PICK dbms/os on UNIX

Post by Jim Todhunt » Fri, 14 Jun 1991 08:45:25




>>Thanks for your views.  I wonder if you could elaborate on the term
>>"obsolete."  Could you give me some practical implications.  Later you

>An Example:  In PICK, you use the dictionary approach to data, specifying
>what that data looks like via formats, etc.  The only limitation was that
>a dictionary could not go beyond the boundaries of the data file, i.e. I
>could not include a dictionary item that was actually a data element from
>another data file.  To me, that was limiting, and obsolete, because with
>SQL you can develop Views that will let you do just that.

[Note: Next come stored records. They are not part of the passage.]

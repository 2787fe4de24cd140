//! Exchange abstraction layer.
//!
//! Drivers consume market data through [`MarketDataFeed`]; live order
//! routing goes through [`ExecutionGateway`]. Implementations classify
//! failures as transient or permanent so the shared retry helper knows what
//! is worth repeating.

pub mod binance;

pub use binance::BinanceFuturesClient;

use async_trait::async_trait;
use rust_decimal::Decimal;
use std::future::Future;
use std::time::Duration;
use thiserror::Error;
use tracing::warn;

use crate::market::{Candle, Timeframe};
use crate::types::Direction;

/// Maximum candles one `fetch_candles` call may request.
pub const MAX_CANDLES_PER_FETCH: u32 = 1000;
/// Per-call HTTP timeout.
pub const REQUEST_TIMEOUT: Duration = Duration::from_secs(10);
/// Retry attempts for transient failures.
pub const MAX_RETRIES: u32 = 3;

#[derive(Debug, Error)]
pub enum ExchangeError {
    #[error("network error: {0}")]
    Network(String),
    #[error("http status {status}: {body}")]
    Http { status: u16, body: String },
    #[error("malformed payload: {0}")]
    Malformed(String),
    #[error("retries exhausted: {0}")]
    RetriesExhausted(String),
}

impl ExchangeError {
    /// Transient failures are retried with back-off; the rest surface
    /// immediately.
    #[must_use]
    pub fn is_transient(&self) -> bool {
        match self {
            ExchangeError::Network(_) => true,
            ExchangeError::Http { status, .. } => *status >= 500 || *status == 429,
            _ => false,
        }
    }
}

impl From<reqwest::Error> for ExchangeError {
    fn from(err: reqwest::Error) -> Self {
        ExchangeError::Network(err.to_string())
    }
}

/// Retry a transient-failing operation with linear back-off (1s, 2s, 3s).
pub async fn with_retry<T, F, Fut>(label: &str, operation: F) -> Result<T, ExchangeError>
where
    F: Fn() -> Fut,
    Fut: Future<Output = Result<T, ExchangeError>>,
{
    let mut last_error = None;
    for attempt in 1..=MAX_RETRIES {
        match operation().await {
            Ok(value) => return Ok(value),
            Err(err) if err.is_transient() => {
                warn!(label, attempt, %err, "Transient exchange error, backing off");
                last_error = Some(err);
                if attempt < MAX_RETRIES {
                    tokio::time::sleep(Duration::from_secs(attempt as u64)).await;
                }
            }
            Err(err) => return Err(err),
        }
    }
    Err(ExchangeError::RetriesExhausted(format!(
        "{label}: {}",
        last_error.map_or_else(|| "unknown".to_string(), |e| e.to_string())
    )))
}

/// Read-only market data source.
#[async_trait]
pub trait MarketDataFeed: Send + Sync {
    /// Fetch up to `limit` (≤ 1000) candles, oldest first. With
    /// `start_time_ms` set, the batch starts at the first candle whose open
    /// time is at or after it; otherwise the most recent candles return.
    async fn fetch_candles(
        &self,
        symbol: &str,
        timeframe: Timeframe,
        limit: u32,
        start_time_ms: Option<i64>,
    ) -> Result<Vec<Candle>, ExchangeError>;

    /// Latest traded price (live mode only).
    async fn current_price(&self, symbol: &str) -> Result<Decimal, ExchangeError>;
}

/// Order routing surface used by live execution-gateway variants. The
/// backtest never touches this; it fills against the internal simulator.
#[async_trait]
pub trait ExecutionGateway: Send + Sync {
    async fn place_order(
        &self,
        symbol: &str,
        direction: Direction,
        quantity: Decimal,
        limit_price: Option<Decimal>,
    ) -> Result<String, ExchangeError>;

    async fn cancel_order(&self, symbol: &str, order_id: &str) -> Result<(), ExchangeError>;

    /// Signed position size; zero when flat.
    async fn get_position(&self, symbol: &str) -> Result<Decimal, ExchangeError>;

    async fn close_position(&self, symbol: &str) -> Result<(), ExchangeError>;
}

This is not correct.  PICK does allow the specification of dictionary items
that reference fields (columns) in other files (tables).  Also, both the
Vmark's uniVerse and Prime's Information products allow virtual field
definitions to include arbitrarily complex (or simple) application source
fragments.  This ability allows one to avoid some of the costly join operations
that must be done when using SQL as an access method.

--
 James W. Todhunter, Manager, Software Development
 Vmark Software, Inc., 5 Strathmore Road, Natick, MA  01760, USA

 Phone: (508) 655-3700, Fax: (508) 655-8395, Telex: 5101011619 VMARKUNIVERS

 
 
 

PICK dbms/os on UNIX

Post by Martin Goldi » Sun, 16 Jun 1991 01:32:10



Quote:>Martin, Could you please elaborate on this.  I'm interested in both
>issues, but your reference to a lack of "crash protection" made me take
>an extra dose of coffee.

Real Pick systems are pure virtual memory. The memory resident files contain
both data and structure information (the pages of memory are doubly linked
lists).  There's no provisions for uncommitted transactions. So when a Pick
system gets a _hard_ crash, the database can be considered trash. (Actually,
only the active parts :-). This doesn't necessarily apply to the Pick-like
systems, BTW; I'm sure the Prime and Universe and Unidata marketing people
would be more than glad to describe their methods.

This may not be a problem, if the MTBF and MTTR (reload save and reapply
a days activities) are acceptable. In exchange for a certain amount
of vulnerability, _small_ systems are _cheap_ (eg, we used to run up
to 32 users on 128k machines) and _simple_ (we support several thousand
machines that have no operators or administrators).

Martin Golding    | sync, sync, sync, sank ... sunk:
Dod #0236         |  He who steals my code steals trash.